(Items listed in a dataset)
• • •

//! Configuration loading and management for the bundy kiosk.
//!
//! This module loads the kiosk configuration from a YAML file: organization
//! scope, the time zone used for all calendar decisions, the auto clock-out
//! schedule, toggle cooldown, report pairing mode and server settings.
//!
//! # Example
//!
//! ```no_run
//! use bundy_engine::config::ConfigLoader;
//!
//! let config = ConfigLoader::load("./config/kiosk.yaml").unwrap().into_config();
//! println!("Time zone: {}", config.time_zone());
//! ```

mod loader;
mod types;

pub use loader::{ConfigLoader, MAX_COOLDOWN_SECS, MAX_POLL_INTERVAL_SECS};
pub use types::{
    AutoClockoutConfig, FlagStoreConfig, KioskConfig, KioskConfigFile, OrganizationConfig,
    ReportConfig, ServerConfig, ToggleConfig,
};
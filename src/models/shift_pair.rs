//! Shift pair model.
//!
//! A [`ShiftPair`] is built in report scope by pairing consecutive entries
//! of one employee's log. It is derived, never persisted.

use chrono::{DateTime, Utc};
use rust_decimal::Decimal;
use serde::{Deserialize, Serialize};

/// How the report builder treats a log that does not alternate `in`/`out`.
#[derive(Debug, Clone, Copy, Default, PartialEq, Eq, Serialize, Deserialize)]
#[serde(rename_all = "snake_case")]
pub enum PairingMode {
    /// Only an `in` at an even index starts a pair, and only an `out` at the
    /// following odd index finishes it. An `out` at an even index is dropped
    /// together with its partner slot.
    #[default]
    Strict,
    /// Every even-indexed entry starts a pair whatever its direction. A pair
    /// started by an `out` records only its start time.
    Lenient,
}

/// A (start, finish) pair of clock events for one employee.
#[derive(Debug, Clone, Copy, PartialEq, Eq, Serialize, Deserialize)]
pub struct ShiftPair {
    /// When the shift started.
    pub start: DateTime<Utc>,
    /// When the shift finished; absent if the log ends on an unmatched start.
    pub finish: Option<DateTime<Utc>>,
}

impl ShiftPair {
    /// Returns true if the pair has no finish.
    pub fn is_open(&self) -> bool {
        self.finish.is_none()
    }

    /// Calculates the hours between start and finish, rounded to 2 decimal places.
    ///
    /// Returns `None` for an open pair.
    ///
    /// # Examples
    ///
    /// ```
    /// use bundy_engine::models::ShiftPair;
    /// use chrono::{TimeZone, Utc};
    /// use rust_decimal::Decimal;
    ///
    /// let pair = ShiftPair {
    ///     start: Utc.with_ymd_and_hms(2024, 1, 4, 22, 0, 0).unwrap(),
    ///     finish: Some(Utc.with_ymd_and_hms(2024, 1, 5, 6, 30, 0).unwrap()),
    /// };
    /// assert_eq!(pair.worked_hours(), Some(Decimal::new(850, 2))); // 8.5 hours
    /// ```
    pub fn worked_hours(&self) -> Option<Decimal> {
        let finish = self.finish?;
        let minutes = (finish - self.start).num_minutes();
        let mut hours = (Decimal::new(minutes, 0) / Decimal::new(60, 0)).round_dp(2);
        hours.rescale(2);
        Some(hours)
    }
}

• • •

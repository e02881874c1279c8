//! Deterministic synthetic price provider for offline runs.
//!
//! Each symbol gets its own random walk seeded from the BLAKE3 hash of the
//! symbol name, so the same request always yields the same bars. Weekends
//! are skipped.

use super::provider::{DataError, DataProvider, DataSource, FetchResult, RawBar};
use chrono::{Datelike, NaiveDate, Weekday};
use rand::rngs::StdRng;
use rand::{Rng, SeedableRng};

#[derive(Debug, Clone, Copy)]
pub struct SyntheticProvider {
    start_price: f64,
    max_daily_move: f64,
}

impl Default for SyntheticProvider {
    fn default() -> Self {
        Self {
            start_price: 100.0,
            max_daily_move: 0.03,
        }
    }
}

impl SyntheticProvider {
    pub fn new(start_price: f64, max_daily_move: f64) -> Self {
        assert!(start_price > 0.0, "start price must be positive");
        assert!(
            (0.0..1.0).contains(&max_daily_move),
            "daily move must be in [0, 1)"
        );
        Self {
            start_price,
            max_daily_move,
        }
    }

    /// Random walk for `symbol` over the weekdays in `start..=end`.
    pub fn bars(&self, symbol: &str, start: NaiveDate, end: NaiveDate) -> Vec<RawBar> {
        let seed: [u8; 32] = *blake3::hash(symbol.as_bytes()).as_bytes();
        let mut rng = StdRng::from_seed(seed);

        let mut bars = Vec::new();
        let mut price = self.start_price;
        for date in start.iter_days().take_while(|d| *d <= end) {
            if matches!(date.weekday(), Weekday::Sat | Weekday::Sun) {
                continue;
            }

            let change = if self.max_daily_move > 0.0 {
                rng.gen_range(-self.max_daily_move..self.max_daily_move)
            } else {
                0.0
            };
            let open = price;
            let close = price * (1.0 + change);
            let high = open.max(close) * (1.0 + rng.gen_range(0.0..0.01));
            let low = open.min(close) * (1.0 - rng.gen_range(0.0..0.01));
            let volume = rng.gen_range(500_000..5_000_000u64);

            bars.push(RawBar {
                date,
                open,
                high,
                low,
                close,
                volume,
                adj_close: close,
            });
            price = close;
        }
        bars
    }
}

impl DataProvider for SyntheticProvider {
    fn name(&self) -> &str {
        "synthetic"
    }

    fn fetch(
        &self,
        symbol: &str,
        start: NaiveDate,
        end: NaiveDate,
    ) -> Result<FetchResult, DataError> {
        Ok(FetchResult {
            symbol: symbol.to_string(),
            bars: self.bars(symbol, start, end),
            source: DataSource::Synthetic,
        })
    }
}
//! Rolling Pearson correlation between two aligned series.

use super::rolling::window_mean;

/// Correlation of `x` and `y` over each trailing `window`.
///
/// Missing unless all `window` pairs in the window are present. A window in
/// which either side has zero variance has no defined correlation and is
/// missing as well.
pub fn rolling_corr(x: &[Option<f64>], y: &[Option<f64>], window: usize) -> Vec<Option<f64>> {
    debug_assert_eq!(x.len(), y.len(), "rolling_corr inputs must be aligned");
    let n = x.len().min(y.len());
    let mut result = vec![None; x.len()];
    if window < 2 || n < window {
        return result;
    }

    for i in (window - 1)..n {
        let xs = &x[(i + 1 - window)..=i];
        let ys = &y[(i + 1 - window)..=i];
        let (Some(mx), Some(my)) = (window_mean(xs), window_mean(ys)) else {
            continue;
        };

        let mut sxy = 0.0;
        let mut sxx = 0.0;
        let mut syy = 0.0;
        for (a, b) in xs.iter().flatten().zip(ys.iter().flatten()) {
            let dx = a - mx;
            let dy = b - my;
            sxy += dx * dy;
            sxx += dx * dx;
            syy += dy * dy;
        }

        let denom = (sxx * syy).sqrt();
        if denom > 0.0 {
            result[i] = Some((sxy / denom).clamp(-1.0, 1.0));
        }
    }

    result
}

• • •

PROBLEM DETAILS: Give only the lines from the one holding "same bars. Weekends" through the one holding "if matches!(date.weekday(), Weekday::Sat", each restated exactly as it appears above.

OUTPUT OF THE EXERCISE:
//! symbol name, so the same request always yields the same bars. Weekends
//! are skipped.

use super::provider::{DataError, DataProvider, DataSource, FetchResult, RawBar};
use chrono::{Datelike, NaiveDate, Weekday};
use rand::rngs::StdRng;
use rand::{Rng, SeedableRng};

#[derive(Debug, Clone, Copy)]
pub struct SyntheticProvider {
    start_price: f64,
    max_daily_move: f64,
}

impl Default for SyntheticProvider {
    fn default() -> Self {
        Self {
            start_price: 100.0,
            max_daily_move: 0.03,
        }
    }
}

impl SyntheticProvider {
    pub fn new(start_price: f64, max_daily_move: f64) -> Self {
        assert!(start_price > 0.0, "start price must be positive");
        assert!(
            (0.0..1.0).contains(&max_daily_move),
            "daily move must be in [0, 1)"
        );
        Self {
            start_price,
            max_daily_move,
        }
    }

    /// Random walk for `symbol` over the weekdays in `start..=end`.
    pub fn bars(&self, symbol: &str, start: NaiveDate, end: NaiveDate) -> Vec<RawBar> {
        let seed: [u8; 32] = *blake3::hash(symbol.as_bytes()).as_bytes();
        let mut rng = StdRng::from_seed(seed);

        let mut bars = Vec::new();
        let mut price = self.start_price;
        for date in start.iter_days().take_while(|d| *d <= end) {
            if matches!(date.weekday(), Weekday::Sat | Weekday::Sun) {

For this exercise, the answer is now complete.